Les accusés jugés sont :

• Arcangel Pretel Ortiz, 53 ans, ancien informateur du FBI, Colombien et résident permanent des États-Unis ;

• Antonio « Tony » Intriago, 62 ans, Vénézuélo-américain et propriétaire d’une entreprise de sécurité à Doral ;

• James Solages, 40 ans, Haïtiano-américain ;

• Walter Veintemilla, 57 ans, Équatorien-américain accusé d’avoir aidé à financer le complot.

Ils sont tous détenus dans un centre de détention fédéral à Miami depuis leur arrestation.

Lors du contre-interrogatoire mercredi, les avocats de la défense ont tenté de mettre Martine Moïse en contradiction.

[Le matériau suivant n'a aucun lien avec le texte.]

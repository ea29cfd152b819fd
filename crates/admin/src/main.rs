//! Tandem Admin - Catalog management panel.
//!
//! This binary serves the admin panel on port 3001.
//!
//! # Security
//!
//! **CRITICAL: This binary must ONLY run on VPN-protected infrastructure.**
//!
//! - Holds the object store service key (full bucket write access)
//! - Has full read/write access to the catalog database
//! - Gated by a single capability cookie, not a user system
//!
//! # Architecture
//!
//! - Axum web framework
//! - Askama templates for server-side rendering (HTMX partials for the
//!   gallery editor)
//! - `PostgreSQL` for the product catalog
//! - Supabase-compatible object store for gallery images

#![cfg_attr(not(test), forbid(unsafe_code))]

use axum::extract::{DefaultBodyLimit, State};
use axum::http::StatusCode;
use axum::{Router, routing::get};
use axum_server::Handle;
use axum_server::tls_rustls::RustlsConfig;
use secrecy::ExposeSecret;
use tower_http::trace::{DefaultOnResponse, OnResponse, TraceLayer};
use tracing::Span;

mod config;
mod db;
mod error;
mod filters;
mod media;
mod middleware;
mod routes;
mod services;
mod state;

use config::AdminConfig;
use sentry::integrations::tracing as sentry_tracing;
use state::AppState;
use tracing_subscriber::{layer::SubscriberExt, util::SubscriberInitExt};

/// Upload bodies up to 25 MB; the transcoder shrinks them before storage.
const MAX_UPLOAD_BYTES: usize = 25 * 1024 * 1024;

/// Initialize Sentry error tracking and return guard that must be kept alive.
fn init_sentry(config: &AdminConfig) -> Option<sentry::ClientInitGuard> {
    let dsn = config.sentry_dsn.as_ref()?;

    let guard = sentry::init((
        dsn.as_str(),
        sentry::ClientOptions {
            release: sentry::release_name!(),
            environment: config
                .sentry_environment
                .clone()
                .map(std::borrow::Cow::Owned),
            sample_rate: config.sentry_sample_rate,
            traces_sample_rate: config.sentry_traces_sample_rate,
            attach_stacktrace: true,
            ..Default::default()
        },
    ));

    tracing::info!("Sentry initialized");
    Some(guard)
}

/// Filter tracing events to Sentry event types.
fn sentry_event_filter(metadata: &tracing::Metadata<'_>) -> sentry_tracing::EventFilter {
    match *metadata.level() {
        tracing::Level::ERROR | tracing::Level::WARN => sentry_tracing::EventFilter::Event,
        tracing::Level::INFO | tracing::Level::DEBUG => sentry_tracing::EventFilter::Breadcrumb,
        _ => sentry_tracing::EventFilter::Ignore,
    }
}

#[tokio::main]
async fn main() {
    // Install rustls crypto provider (must be done before any TLS operations)
    rustls::crypto::ring::default_provider()
        .install_default()
        .expect("Failed to install rustls crypto provider");

    // Load configuration from environment (needed for Sentry init)
    let config = AdminConfig::from_env().expect("Failed to load configuration");

    // Initialize Sentry (must be done before tracing subscriber)
    let _sentry_guard = init_sentry(&config);

    // Initialize tracing with EnvFilter and Sentry integration
    // Defaults to info level for our crate if RUST_LOG is not set
    let env_filter = tracing_subscriber::EnvFilter::try_from_default_env()
        .unwrap_or_else(|_| "tandem_admin=info,tower_http=debug".into());

    // Use JSON format on Fly.io for structured log parsing, text format locally
    let is_fly = std::env::var("FLY_APP_NAME").is_ok();
    let json_layer = is_fly.then(|| tracing_subscriber::fmt::layer().json().flatten_event(true));
    let text_layer = (!is_fly).then(tracing_subscriber::fmt::layer);

    tracing_subscriber::registry()
        .with(env_filter)
        .with(json_layer)
        .with(text_layer)
        .with(sentry_tracing::layer().event_filter(sentry_event_filter))
        .init();

    // Initialize database connection pool
    let pool = db::create_pool(&config.database_url)
        .await
        .expect("Failed to create database pool");
    tracing::info!("Database pool created");

    // NOTE: Migrations are NOT run automatically on startup.
    // Run them explicitly via: cargo run -p tandem-cli -- migrate

    // Build application state
    let state = AppState::new(config.clone(), pool);

    // Build router
    let app = Router::new()
        .route("/health", get(health))
        .route("/health/ready", get(readiness))
        .merge(routes::routes())
        .layer(DefaultBodyLimit::max(MAX_UPLOAD_BYTES))
        .layer(
            TraceLayer::new_for_http()
                .make_span_with(|request: &axum::http::Request<_>| {
                    tracing::info_span!(
                        "http_request",
                        method = %request.method(),
                        uri = %request.uri(),
                        status = tracing::field::Empty,
                        latency_ms = tracing::field::Empty,
                    )
                })
                .on_response(
                    |response: &axum::http::Response<_>,
                     latency: std::time::Duration,
                     span: &Span| {
                        span.record("status", response.status().as_u16());
                        span.record("latency_ms", latency.as_millis() as u64);
                        DefaultOnResponse::default().on_response(response, latency, span);
                    },
                ),
        )
        .with_state(state)
        // Sentry layers (outermost for full request coverage)
        .layer(sentry_tower::NewSentryLayer::new_from_top())
        .layer(sentry_tower::SentryHttpLayer::new().enable_transaction());

    // Start server
    let addr = config.socket_addr();

    if let Some(tls_config) = &config.tls {
        let rustls_config = RustlsConfig::from_pem(
            tls_config.cert_pem.as_bytes().to_vec(),
            tls_config.key_pem.expose_secret().as_bytes().to_vec(),
        )
        .await
        .expect("Failed to load TLS certificates");

        tracing::info!("admin listening on https://{}", addr);

        let handle = Handle::new();
        let shutdown_handle = handle.clone();

        // Spawn task to handle graceful shutdown
        tokio::spawn(async move {
            shutdown_signal().await;
            shutdown_handle.graceful_shutdown(Some(std::time::Duration::from_secs(30)));
        });

        axum_server::bind_rustls(addr, rustls_config)
            .handle(handle)
            .serve(app.into_make_service())
            .await
            .expect("Server error");
    } else {
        // NOTE: Binding to 127.0.0.1 - the VPN handles external access
        tracing::info!("admin listening on http://{}", addr);

        let listener = tokio::net::TcpListener::bind(addr)
            .await
            .expect("Failed to bind to address");

        axum::serve(listener, app)
            .with_graceful_shutdown(shutdown_signal())
            .await
            .expect("Server error");
    }
}

/// Liveness health check endpoint.
///
/// Returns "ok" if the server is running. Does not check dependencies.
async fn health() -> &'static str {
    "ok"
}

/// Readiness health check endpoint.
///
/// Verifies database connectivity before returning OK.
/// Returns 503 Service Unavailable if the database is not reachable.
async fn readiness(State(state): State<AppState>) -> StatusCode {
    match sqlx::query("SELECT 1").fetch_one(state.pool()).await {
        Ok(_) => StatusCode::OK,
        Err(_) => StatusCode::SERVICE_UNAVAILABLE,
    }
}

/// Wait for shutdown signal (Ctrl+C or SIGTERM).
async fn shutdown_signal() {
    let ctrl_c = async {
        tokio::signal::ctrl_c()
            .await
            .expect("Failed to install Ctrl+C handler");
    };

    #[cfg(unix)]
    let terminate = async {
        tokio::signal::unix::signal(tokio::signal::unix::SignalKind::terminate())
            .expect("Failed to install signal handler")
            .recv()
            .await;
    };

    #[cfg(not(unix))]
    let terminate = std::future::pending::<()>();

    tokio::select! {
        () = ctrl_c => {},
        () = terminate => {},
    }

    tracing::info!("Shutdown signal received, starting graceful shutdown");
}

L’avocat David Howard, représentant Ortiz, a souligné que la veuve avait déclaré au FBI juste après l’assassinat que les tireurs avaient cherché le document dans la chambre avant de tuer son mari — ce qu’elle a également affirmé mercredi.

Cependant, il a ajouté que deux semaines plus tard, elle avait déclaré aux agents que les tireurs avaient cherché le document avant de lui tirer dessus.

« Ils cherchaient la chose, et après l’avoir trouvée, ils ont tiré sur mon mari », a-t-elle déclaré.

« Est-ce vous qui vous trompez ou l’agent du FBI ? », lui a demandé l’avocat.

Elle n’a pas répondu.

« Vous changez votre histoire, et c’est très bien », a-t-il insisté.

« Je ne change pas mon histoire », a-t-elle répliqué, selon le Miami Herald.